本研究对CNV的分析发现,拷贝数多以重复为主,但大多同时伴有拷贝数的缺失,且变异数目的多少与区域的大小并无绝对相关性,进一步分析变异总数目、重复或缺失的数目与放射治疗敏感无相关性(P>0.05),但变异总区域的大小,尤其是重复区域的大小与肿瘤对放射治疗的敏感具有相关性(P<0.05),且肿瘤变异区域越大,越容易对放射治疗产生抵抗。根据肿瘤分子生物学特点,癌基因多位于拷贝数重复的区域中,抑癌基因可能更多位于缺失的区域中。拷贝数重复区域癌基因的激活,使得DNA的修复能力增强,使机体对治疗的耐受性增加;反之,拷贝数减少,DNA修复能力下降,更有利于对预后产生好的影响[16]。而汪弋汀等[17]通过大数据分析后发现放疗抵抗与CNV缺失有关,放疗敏感与CNV扩增具有一定相关性。这与本研究的结论差异可能与数据分析时样本的选择偏倚有关。汪弋汀等是从TCGA数据库中提取的标本,最后纳入38例进行研究,其中36例为术后患者,23例进行瘤床照射,13例行区域淋巴结照射,而本研究全部进行的肺部可见病灶的照射。

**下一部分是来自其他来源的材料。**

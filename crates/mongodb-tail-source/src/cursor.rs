//! MongoDB resume position
//!
//! A [`Cursor`] wraps the `_id` ObjectId of the last document processed in a
//! collection. ObjectIds start with a big-endian creation timestamp, so their
//! byte order follows insertion order and "greater than the cursor" means
//! "not yet processed".

use std::cmp::Ordering;
use std::fmt;

use anyhow::Result;
use bson::oid::ObjectId;
use chrono::{DateTime, SecondsFormat, Utc};

/// Width of the stored encoding (hex digits of a 12-byte ObjectId).
pub const ENCODED_LEN: usize = 24;

/// Resume position within one collection.
#[derive(Debug, Clone, Copy, PartialEq, Eq, Hash)]
pub struct Cursor(ObjectId);

impl Cursor {
    pub fn new(oid: ObjectId) -> Self {
        Self(oid)
    }

    pub fn object_id(&self) -> ObjectId {
        self.0
    }

    pub fn bytes(&self) -> [u8; 12] {
        self.0.bytes()
    }

    /// Lowercase 24-character hex form.
    pub fn to_hex(&self) -> String {
        self.0.to_hex()
    }

    /// Creation time embedded in the ObjectId (second precision).
    pub fn generation_time(&self) -> DateTime<Utc> {
        self.0.timestamp().to_chrono()
    }

    /// Creation time as RFC 3339, e.g. `2015-06-27T00:00:00Z`.
    pub fn generation_time_rfc3339(&self) -> String {
        self.generation_time()
            .to_rfc3339_opts(SecondsFormat::Secs, true)
    }

    /// The cursor immediately before this one in 96-bit order.
    ///
    /// Returns `None` for the all-zero ObjectId.
    pub fn predecessor(&self) -> Option<Cursor> {
        let value = bytes_to_u128(&self.bytes()).checked_sub(1)?;
        Some(Cursor(ObjectId::from_bytes(u128_to_bytes(value))))
    }

    /// The fields of the ObjectId layout (timestamp, machine, process, counter).
    pub fn unpack(&self) -> UnpackedId {
        let b = self.bytes();
        UnpackedId {
            timestamp: u32::from_be_bytes([b[0], b[1], b[2], b[3]]),
            machine_id: u32::from_be_bytes([0, b[4], b[5], b[6]]),
            process_id: u16::from_be_bytes([b[7], b[8]]),
            counter: u32::from_be_bytes([0, b[9], b[10], b[11]]),
        }
    }
}

/// Components of a classic ObjectId.
///
/// Drivers since MongoDB 3.4 fill bytes 4..9 with a per-process random value;
/// the split is kept for compatibility with existing dashboards.
#[derive(Debug, Clone, Copy, PartialEq, Eq)]
pub struct UnpackedId {
    pub timestamp: u32,
    pub machine_id: u32,
    pub process_id: u16,
    pub counter: u32,
}

fn bytes_to_u128(bytes: &[u8; 12]) -> u128 {
    bytes.iter().fold(0u128, |acc, b| (acc << 8) | u128::from(*b))
}

fn u128_to_bytes(value: u128) -> [u8; 12] {
    let wide = value.to_be_bytes();
    let mut out = [0u8; 12];
    out.copy_from_slice(&wide[4..]);
    out
}

impl Ord for Cursor {
    fn cmp(&self, other: &Self) -> Ordering {
        self.bytes().cmp(&other.bytes())
    }
}

impl PartialOrd for Cursor {
    fn partial_cmp(&self, other: &Self) -> Option<Ordering> {
        Some(self.cmp(other))
    }
}

impl From<ObjectId> for Cursor {
    fn from(oid: ObjectId) -> Self {
        Self(oid)
    }
}

impl fmt::Display for Cursor {
    fn fmt(&self, f: &mut fmt::Formatter<'_>) -> fmt::Result {
        f.write_str(&self.to_hex())
    }
}

impl checkpoint::Checkpoint for Cursor {
    const DATABASE_TYPE: &'static str = "mongodb";

    fn to_cli_string(&self) -> String {
        self.to_hex()
    }

    fn from_cli_string(s: &str) -> Result<Self> {
        if s.len() != ENCODED_LEN {
            anyhow::bail!(
                "Invalid MongoDB cursor: expected {ENCODED_LEN} hex characters, got '{s}'"
            );
        }
        let oid = ObjectId::parse_str(s)
            .map_err(|e| anyhow::anyhow!("Invalid MongoDB cursor '{s}': {e}"))?;
        Ok(Self(oid))
    }
}

#[cfg(test)]
mod tests {
    use super::*;
    use checkpoint::Checkpoint;

    fn cursor(hex: &str) -> Cursor {
        Cursor::from_cli_string(hex).unwrap()
    }

    #[test]
    fn test_cursor_cli_string_roundtrip() {
        let original = cursor("558de77ec5ed007567574a58");
        assert_eq!(original.to_cli_string(), "558de77ec5ed007567574a58");
        assert_eq!(Cursor::from_cli_string(&original.to_cli_string()).unwrap(), original);
    }

    #[test]
    fn test_cursor_rejects_bad_encoding() {
        assert!(Cursor::from_cli_string("").is_err());
        assert!(Cursor::from_cli_string("558de77e").is_err());
        assert!(Cursor::from_cli_string("zz8de77ec5ed007567574a58").is_err());
    }

    #[test]
    fn test_cursor_database_type() {
        assert_eq!(Cursor::DATABASE_TYPE, "mongodb");
    }

    #[test]
    fn test_cursor_ordering_follows_bytes() {
        let a = cursor("558de77ec5ed007567574a58");
        let b = cursor("558de77ec5ed007567574a59");
        let c = cursor("558de77fc5ed007567574a00");
        assert!(a < b);
        assert!(b < c);
        assert_eq!(a.max(c), c);
    }

    #[test]
    fn test_generation_time() {
        let c = cursor("558de77ec5ed007567574a58");
        assert_eq!(c.generation_time().timestamp(), 0x558de77e);
        assert_eq!(c.generation_time_rfc3339(), "2015-06-26T23:59:58Z");
    }

    #[test]
    fn test_predecessor() {
        assert_eq!(
            cursor("558de77ec5ed007567574a58").predecessor(),
            Some(cursor("558de77ec5ed007567574a57"))
        );
        // Borrow ripples across bytes
        assert_eq!(
            cursor("558de77f0000000000000000").predecessor(),
            Some(cursor("558de77effffffffffffffff"))
        );
        assert_eq!(cursor("000000000000000000000000").predecessor(), None);

        let c = cursor("558de77ec5ed007567574a58");
        assert!(c.predecessor().unwrap() < c);
    }

    #[test]
    fn test_unpack() {
        let unpacked = cursor("558de77ec5ed007567574a58").unpack();
        assert_eq!(unpacked.timestamp, 0x558de77e);
        assert_eq!(unpacked.machine_id, 0xc5ed00);
        assert_eq!(unpacked.process_id, 0x7567);
        assert_eq!(unpacked.counter, 0x574a58);
    }
}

理论上,TMB表达水平高者可以通过T细胞介导的抗肿瘤效应增强肿瘤对放射治疗的敏感性,但我们的结果与这一结论不一致,本研究发现敏感组和非敏感组之间TMB并无明显差别。这可能与两方面原因有关:1)TMB表达水平受年龄影响较大,使结果产生偏差;2)实际上只有能够产生激发免疫反应的免疫性抗原的基因突变的数量越多,即非同义突变越多,才能产生更多的新抗原,以被T细胞识别,激发更强抗肿瘤效应[18]。所以尽管部分TMB表达水平很高,但能激发免疫性抗原的基因突变的数量较少,表现对放射治疗仍然是不敏感。

本研究采集外周血进行二代高通量测序检测ctDNA突变频率及图谱,筛选疗效评估及预后监测的重要指标。同时,也引入了一个ETRR的概念,用来间接评估肿瘤对放射治疗的敏感性,这种处理使研究结果更加准确可靠。但本研究也有如下缺陷:1)血液采集的时间节点及CT评估肿瘤基线体积和残留体积的时间节点有待进一步精准和细化;2)样本接受放射治疗的剂量有待更标准化;3)纳入研究的样本仅20例,可能缺乏足够的统计学效力。下一步我们将筛查出CNV重复的区域,寻找重复区域的具体位点和基因;从ctDNA突变特征中寻找肿瘤驱动基因及高频突变基因,进一步分析与放疗敏感性相关的突变基因及其代谢通路。